MATERIAL FOR THE TASK:

Content starts

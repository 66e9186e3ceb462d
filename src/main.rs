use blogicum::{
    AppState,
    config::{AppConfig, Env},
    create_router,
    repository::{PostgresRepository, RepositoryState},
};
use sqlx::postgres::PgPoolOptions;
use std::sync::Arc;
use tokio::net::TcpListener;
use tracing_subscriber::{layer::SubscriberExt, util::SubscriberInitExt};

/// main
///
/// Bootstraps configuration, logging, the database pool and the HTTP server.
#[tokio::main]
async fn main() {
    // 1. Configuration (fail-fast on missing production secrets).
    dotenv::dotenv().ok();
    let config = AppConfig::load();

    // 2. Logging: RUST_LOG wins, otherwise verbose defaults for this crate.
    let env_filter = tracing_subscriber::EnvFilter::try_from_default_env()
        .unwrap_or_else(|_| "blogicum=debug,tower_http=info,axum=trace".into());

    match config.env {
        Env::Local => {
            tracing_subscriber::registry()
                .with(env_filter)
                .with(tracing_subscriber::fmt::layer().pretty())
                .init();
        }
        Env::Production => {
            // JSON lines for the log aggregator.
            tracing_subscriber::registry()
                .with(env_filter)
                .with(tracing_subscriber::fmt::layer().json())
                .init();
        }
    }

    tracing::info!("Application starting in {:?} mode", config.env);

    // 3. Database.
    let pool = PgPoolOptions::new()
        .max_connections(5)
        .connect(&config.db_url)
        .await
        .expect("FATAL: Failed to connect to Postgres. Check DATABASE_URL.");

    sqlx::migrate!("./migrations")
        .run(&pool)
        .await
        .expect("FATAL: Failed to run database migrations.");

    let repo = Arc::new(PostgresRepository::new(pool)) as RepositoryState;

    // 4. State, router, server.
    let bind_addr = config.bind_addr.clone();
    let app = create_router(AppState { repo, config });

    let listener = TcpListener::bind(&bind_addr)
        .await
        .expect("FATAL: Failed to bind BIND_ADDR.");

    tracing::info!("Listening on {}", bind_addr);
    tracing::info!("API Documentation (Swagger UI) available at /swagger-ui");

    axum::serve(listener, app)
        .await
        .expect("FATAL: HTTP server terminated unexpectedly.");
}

Content ends
Content starts

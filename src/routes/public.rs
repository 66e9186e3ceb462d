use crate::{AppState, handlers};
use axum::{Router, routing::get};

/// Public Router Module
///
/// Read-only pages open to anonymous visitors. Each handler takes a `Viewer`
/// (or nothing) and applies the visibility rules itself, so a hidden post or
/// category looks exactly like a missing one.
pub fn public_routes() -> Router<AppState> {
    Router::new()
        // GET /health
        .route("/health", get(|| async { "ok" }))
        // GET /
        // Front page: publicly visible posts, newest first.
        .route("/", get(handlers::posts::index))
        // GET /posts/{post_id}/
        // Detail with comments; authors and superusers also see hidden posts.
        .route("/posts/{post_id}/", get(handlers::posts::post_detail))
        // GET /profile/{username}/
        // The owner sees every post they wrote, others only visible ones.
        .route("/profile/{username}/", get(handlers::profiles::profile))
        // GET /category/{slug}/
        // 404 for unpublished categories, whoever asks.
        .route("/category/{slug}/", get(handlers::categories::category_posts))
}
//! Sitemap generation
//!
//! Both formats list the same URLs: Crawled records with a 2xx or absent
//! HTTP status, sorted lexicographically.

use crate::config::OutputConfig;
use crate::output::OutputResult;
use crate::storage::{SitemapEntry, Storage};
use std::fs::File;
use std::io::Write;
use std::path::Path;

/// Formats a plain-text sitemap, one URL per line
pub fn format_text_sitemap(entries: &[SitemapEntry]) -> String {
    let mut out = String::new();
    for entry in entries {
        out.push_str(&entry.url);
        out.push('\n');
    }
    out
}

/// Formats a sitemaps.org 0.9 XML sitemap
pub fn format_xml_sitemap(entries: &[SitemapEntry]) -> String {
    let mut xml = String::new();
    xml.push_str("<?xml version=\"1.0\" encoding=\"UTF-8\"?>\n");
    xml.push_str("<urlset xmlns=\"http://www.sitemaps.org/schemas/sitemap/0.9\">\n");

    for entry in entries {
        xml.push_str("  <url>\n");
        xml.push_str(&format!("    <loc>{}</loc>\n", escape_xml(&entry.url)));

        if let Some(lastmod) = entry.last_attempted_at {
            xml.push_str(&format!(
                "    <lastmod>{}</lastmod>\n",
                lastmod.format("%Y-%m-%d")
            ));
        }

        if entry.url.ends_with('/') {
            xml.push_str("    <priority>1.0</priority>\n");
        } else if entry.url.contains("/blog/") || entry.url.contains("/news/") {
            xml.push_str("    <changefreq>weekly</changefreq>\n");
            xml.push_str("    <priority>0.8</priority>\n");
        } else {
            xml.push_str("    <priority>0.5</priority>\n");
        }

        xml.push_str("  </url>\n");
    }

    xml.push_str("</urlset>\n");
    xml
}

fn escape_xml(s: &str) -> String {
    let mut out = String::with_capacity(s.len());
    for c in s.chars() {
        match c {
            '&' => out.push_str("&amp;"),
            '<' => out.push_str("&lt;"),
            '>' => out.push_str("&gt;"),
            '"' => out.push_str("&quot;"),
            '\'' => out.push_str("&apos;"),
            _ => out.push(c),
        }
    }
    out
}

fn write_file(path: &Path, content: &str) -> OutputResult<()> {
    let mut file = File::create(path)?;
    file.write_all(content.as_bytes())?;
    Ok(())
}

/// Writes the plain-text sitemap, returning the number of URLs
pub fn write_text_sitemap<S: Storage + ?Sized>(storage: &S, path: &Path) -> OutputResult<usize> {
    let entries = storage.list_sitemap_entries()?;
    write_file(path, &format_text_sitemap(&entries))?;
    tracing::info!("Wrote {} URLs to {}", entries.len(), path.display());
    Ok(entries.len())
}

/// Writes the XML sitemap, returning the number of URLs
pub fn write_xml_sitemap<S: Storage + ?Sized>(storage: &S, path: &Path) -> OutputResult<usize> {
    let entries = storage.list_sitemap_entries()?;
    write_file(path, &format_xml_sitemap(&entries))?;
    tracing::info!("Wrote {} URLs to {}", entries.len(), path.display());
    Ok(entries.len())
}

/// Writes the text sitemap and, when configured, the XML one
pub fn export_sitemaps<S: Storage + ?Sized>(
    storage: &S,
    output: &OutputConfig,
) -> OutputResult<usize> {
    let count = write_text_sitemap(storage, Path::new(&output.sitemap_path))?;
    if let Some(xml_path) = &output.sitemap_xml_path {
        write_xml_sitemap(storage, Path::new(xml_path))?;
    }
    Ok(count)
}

Content ends

TASK BRIEF:
Whenever the word "PgPoolOptions" appears in a line above, copy that line.

ANSWER FOR THE TASK:
use sqlx::postgres::PgPoolOptions;
    let pool = PgPoolOptions::new()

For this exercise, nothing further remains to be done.